_TASK TO COMPLETE_:
Find and copy every line in the records that includes the string "crate".

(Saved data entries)
//! The type-erased callable itself, and the deduction of its signature.

use std::{fmt, rc::Rc};

use crate::{AnyResult, Arg, InvokeError, TypeDescriptor};

/// The largest number of parameters a callable may take and still be wrapped in an
/// [`AnyFunction`].
pub const MAX_ARITY: usize = 12;

/// The erased form of a wrapped callable: bind every argument, call, capture the result.
///
/// Only ever called after the argument list has been validated, or under the caller's promise
/// that it is valid. Fails only if the callable is already running.
type Invoker<'a> = dyn Fn(&[Arg<'_>]) -> Result<AnyResult<'a>, InvokeError> + 'a;

/// A callable of any signature, invoked through a list of opaque argument locations.
///
/// An `AnyFunction` is built from a function pointer, a function item, a closure, or a boxed
/// `dyn FnMut`: anything implementing exactly one `FnMut(A0, ..., An) -> R` with `n <=`
/// [`MAX_ARITY`], every `Ai` a [`Parameter`](crate::Parameter) and `R` a
/// [`ReturnValue`](crate::ReturnValue). The signature is deduced when the `AnyFunction` is built
/// and recorded as [`TypeDescriptor`]s; nothing about it is needed at the call site.
///
/// The callable is moved into the `AnyFunction` and shared between its clones, so a closure
/// that updates its captured state is seen doing so through every clone. Because the
/// thread-safety of the erased callable cannot be recovered, an `AnyFunction` is neither `Send`
/// nor `Sync`.
///
/// # Examples
///
/// ```
/// use anyfn::{args, AnyFunction, TypeDescriptor};
///
/// let f = AnyFunction::new(|a: i32, b: f64, c: f32| a as f64 * b + c as f64);
///
/// assert_eq!(
///     f.parameter_types(),
///     [
///         TypeDescriptor::of::<i32>(),
///         TypeDescriptor::of::<f64>(),
///         TypeDescriptor::of::<f32>(),
///     ]
/// );
/// assert_eq!(f.return_type(), TypeDescriptor::of::<f64>());
///
/// let (a, b, c) = (5_i32, 12.2_f64, 3.14_f32);
/// let result = unsafe { f.invoke(&args![&a, &b, &c]) }.unwrap();
/// assert_eq!(result.value::<f64>().unwrap(), 5.0 * 12.2 + 3.14_f32 as f64);
/// ```
///
/// Reference parameters observe and mutate the caller's storage:
///
/// ```
/// use anyfn::{args, AnyFunction};
///
/// let set = AnyFunction::new(|x: &mut f64| *x = 5.0);
/// let mut x = 0.0;
/// let result = unsafe { set.invoke(&args![&mut x]) }.unwrap();
///
/// assert!(result.is_void());
/// assert_eq!(x, 5.0);
/// ```
#[derive(Derivative)]
#[derivative(Clone, Default)]
pub struct AnyFunction<'a> {
    invoker: Option<Rc<Invoker<'a>>>,
    #[derivative(Default(value = "Rc::from(Vec::new())"))]
    parameter_types: Rc<[TypeDescriptor]>,
    return_type: TypeDescriptor,
}

impl<'a> AnyFunction<'a> {
    /// Wrap `callable`, deducing its signature.
    pub fn new<Marker, F: IntoAnyFunction<'a, Marker>>(callable: F) -> Self {
        callable.into_any_function()
    }

    /// The empty `AnyFunction`: not callable, no parameters, void return type.
    pub fn empty() -> Self {
        AnyFunction::default()
    }

    pub(crate) fn from_parts<F>(
        invoker: F,
        parameter_types: Vec<TypeDescriptor>,
        return_type: TypeDescriptor,
    ) -> Self
    where
        F: Fn(&[Arg<'_>]) -> Result<AnyResult<'a>, InvokeError> + 'a,
    {
        tracing::trace!(
            arity = parameter_types.len(),
            %return_type,
            "captured callable signature"
        );
        let invoker: Rc<Invoker<'a>> = Rc::new(invoker);
        AnyFunction {
            invoker: Some(invoker),
            parameter_types: parameter_types.into(),
            return_type,
        }
    }

    /// Whether this wraps a callable, i.e. was not built empty.
    pub fn is_callable(&self) -> bool {
        self.invoker.is_some()
    }

    /// Whether this is the empty `AnyFunction`.
    pub fn is_empty(&self) -> bool {
        self.invoker.is_none()
    }

    /// The descriptors of the parameters, in order.
    pub fn parameter_types(&self) -> &[TypeDescriptor] {
        &self.parameter_types
    }

    /// The descriptor of the return type; [`TypeDescriptor::void`] for callables returning `()`
    /// and for the empty `AnyFunction`.
    pub fn return_type(&self) -> TypeDescriptor {
        self.return_type
    }

    /// The number of parameters.
    pub fn arity(&self) -> usize {
        self.parameter_types.len()
    }

    /// Call the wrapped callable with `args`, one location per parameter, after checking that the
    /// call is well-formed.
    ///
    /// Each parameter binds to its location according to its category: value parameters are
    /// cloned from it, reference parameters borrow it, and [`MoveRef`](crate::MoveRef)
    /// parameters borrow it with permission to move out. The returned [`AnyResult`] holds the
    /// produced value by the same rules.
    ///
    /// # Errors
    ///
    /// - [`InvokeError::Empty`] if this `AnyFunction` is empty,
    /// - [`InvokeError::ArityMismatch`] if `args` has the wrong length,
    /// - [`InvokeError::TypeMismatch`] if a location does not point at its parameter's storage
    ///   type,
    /// - [`InvokeError::ReadOnlyArgument`] if a `&mut T` or `MoveRef<T>` parameter is given a
    ///   read-only location,
    /// - [`InvokeError::Reentrant`] if the callable is already running further up the stack.
    ///
    /// # Safety
    ///
    /// The checks above cover everything but lifetimes, which erasure makes invisible:
    ///
    /// - the callable must not keep any reference it is handed beyond the call;
    /// - if the callable returns a reference into one of its arguments, the result must not be
    ///   used after that argument's storage is released.
    pub unsafe fn invoke(&self, args: &[Arg<'_>]) -> Result<AnyResult<'a>, InvokeError> {
        let invoker = match &self.invoker {
            Some(invoker) => invoker,
            None => return Err(rejected(InvokeError::Empty)),
        };
        self.check(args).map_err(rejected)?;
        invoker(args).map_err(rejected)
    }

    /// Call the wrapped callable without checking the call in release builds.
    ///
    /// # Panics
    ///
    /// Panics if this `AnyFunction` is empty, or if the callable is already running.
    ///
    /// # Safety
    ///
    /// Everything [`invoke`](AnyFunction::invoke) requires, and additionally that `invoke` would
    /// not return an error. Debug builds assert the latter.
    pub unsafe fn invoke_unchecked(&self, args: &[Arg<'_>]) -> AnyResult<'a> {
        let invoker = self
            .invoker
            .as_ref()
            .expect("invoked an empty AnyFunction");
        if cfg!(debug_assertions) {
            if let Err(error) = self.check(args) {
                panic!("invalid unchecked invocation: {}", error);
            }
        }
        match invoker(args) {
            Ok(result) => result,
            Err(error) => panic!("invalid unchecked invocation: {}", error),
        }
    }

    fn check(&self, args: &[Arg<'_>]) -> Result<(), InvokeError> {
        if args.len() != self.parameter_types.len() {
            return Err(InvokeError::ArityMismatch {
                expected: self.parameter_types.len(),
                got: args.len(),
            });
        }
        for (index, (arg, expected)) in args.iter().zip(self.parameter_types.iter()).enumerate() {
            if !arg.storage().same_storage(expected) {
                return Err(InvokeError::TypeMismatch {
                    index,
                    expected: *expected,
                    found: arg.storage(),
                });
            }
            if expected.needs_write_access() && !arg.is_writable() {
                return Err(InvokeError::ReadOnlyArgument {
                    index,
                    expected: *expected,
                });
            }
        }
        Ok(())
    }
}

fn rejected(error: InvokeError) -> InvokeError {
    tracing::debug!(%error, "rejected invocation");
    error
}

impl fmt::Debug for AnyFunction<'_> {
    fn fmt(&self, f: &mut fmt::Formatter) -> fmt::Result {
        f.debug_struct("AnyFunction")
            .field("callable", &self.is_callable())
            .field("parameter_types", &self.parameter_types)
            .field("return_type", &self.return_type)
            .finish()
    }
}

/// Callables whose signature can be deduced and erased into an [`AnyFunction`].
///
/// `Marker` is the deduced signature as a function pointer type, `fn(A0, ..., An) -> R`; it
/// only exists to keep the implementations for different arities apart, and is always inferred.
///
/// This is implemented for every `F: FnMut(A0, ..., An) -> R + 'a` with `n <=` [`MAX_ARITY`].
pub trait IntoAnyFunction<'a, Marker> {
    /// Deduce the signature of `self` and erase it.
    fn into_any_function(self) -> AnyFunction<'a>;
}

anyfn_macro::impl_signatures!(12);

_EXPECTED OUTPUT_:
use crate::{AnyResult, Arg, InvokeError, TypeDescriptor};
/// [`MAX_ARITY`], every `Ai` a [`Parameter`](crate::Parameter) and `R` a
/// [`ReturnValue`](crate::ReturnValue). The signature is deduced when the `AnyFunction` is built
    pub(crate) fn from_parts<F>(
    /// cloned from it, reference parameters borrow it, and [`MoveRef`](crate::MoveRef)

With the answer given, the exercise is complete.